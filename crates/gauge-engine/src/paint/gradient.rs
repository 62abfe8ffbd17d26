use crate::coords::Point;

use super::Color;

/// Gradient spread behavior outside [0, 1] range.
#[derive(Debug, Copy, Clone, Eq, PartialEq)]
pub enum SpreadMode {
    /// Clamp to edge stops.
    Pad,
    /// Repeat the gradient pattern.
    Repeat,
    /// Mirror-repeat the gradient pattern.
    Reflect,
}

/// A single gradient stop.
///
/// `t` is expected in [0, 1] and stops are expected in ascending `t`.
#[derive(Debug, Copy, Clone, PartialEq)]
pub struct ColorStop {
    pub t: f32,
    pub color: Color,
}

impl ColorStop {
    #[inline]
    pub const fn new(t: f32, color: Color) -> Self {
        Self { t, color }
    }
}

/// Linear gradient definition in logical pixel space.
///
/// Semantics:
/// - `start` and `end` are positions in the same coordinate space as geometry.
/// - Stops define premultiplied linear colors.
/// - `spread` defines out-of-range behavior.
#[derive(Debug, Clone, PartialEq)]
pub struct LinearGradient {
    pub start: Point,
    pub end: Point,
    pub stops: Vec<ColorStop>,
    pub spread: SpreadMode,
}

impl LinearGradient {
    pub fn new(start: Point, end: Point, stops: Vec<ColorStop>, spread: SpreadMode) -> Self {
        Self {
            start,
            end,
            stops,
            spread,
        }
    }

    /// Two-stop padded gradient, the common case for gauge arcs.
    pub fn two_stop(start: Point, end: Point, from: Color, to: Color) -> Self {
        Self::new(
            start,
            end,
            vec![ColorStop::new(0.0, from), ColorStop::new(1.0, to)],
            SpreadMode::Pad,
        )
    }

    /// Returns true when the gradient definition is structurally usable.
    pub fn is_valid(&self) -> bool {
        self.start.is_finite()
            && self.end.is_finite()
            && self.stops.iter().all(|s| s.t.is_finite() && s.color.is_finite())
            && self.stops.len() >= 2
            && (self.end.x != self.start.x || self.end.y != self.start.y)
    }

    /// Same gradient with both axis points offset by `(dx, dy)`.
    pub fn translated(&self, dx: f64, dy: f64) -> Self {
        let mut g = self.clone();
        g.start = Point::new(g.start.x + dx, g.start.y + dy);
        g.end = Point::new(g.end.x + dx, g.end.y + dy);
        g
    }

    /// Color at `p`, projected onto the gradient axis.
    ///
    /// Invalid gradients fall back to the first stop (or transparent).
    pub fn color_at(&self, p: Point) -> Color {
        let Some(first) = self.stops.first() else {
            return Color::transparent();
        };
        if !self.is_valid() {
            return first.color;
        }

        let axis = self.end - self.start;
        let len2 = axis.x * axis.x + axis.y * axis.y;
        let rel = p - self.start;
        let raw = ((rel.x * axis.x + rel.y * axis.y) / len2) as f32;

        let t = match self.spread {
            SpreadMode::Pad => raw.clamp(0.0, 1.0),
            SpreadMode::Repeat => raw.rem_euclid(1.0),
            SpreadMode::Reflect => {
                let m = raw.rem_euclid(2.0);
                if m > 1.0 { 2.0 - m } else { m }
            }
        };

        let mut prev = *first;
        for stop in &self.stops {
            if t <= stop.t {
                let span = stop.t - prev.t;
                if span <= 0.0 {
                    return stop.color;
                }
                return prev.color.lerp(stop.color, (t - prev.t) / span);
            }
            prev = *stop;
        }
        prev.color
    }
}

Task to complete
Search the entries for the string "span" and copy each line where it occurs.

Answer to this task
                let span = stop.t - prev.t;
                if span <= 0.0 {
                return prev.color.lerp(stop.color, (t - prev.t) / span);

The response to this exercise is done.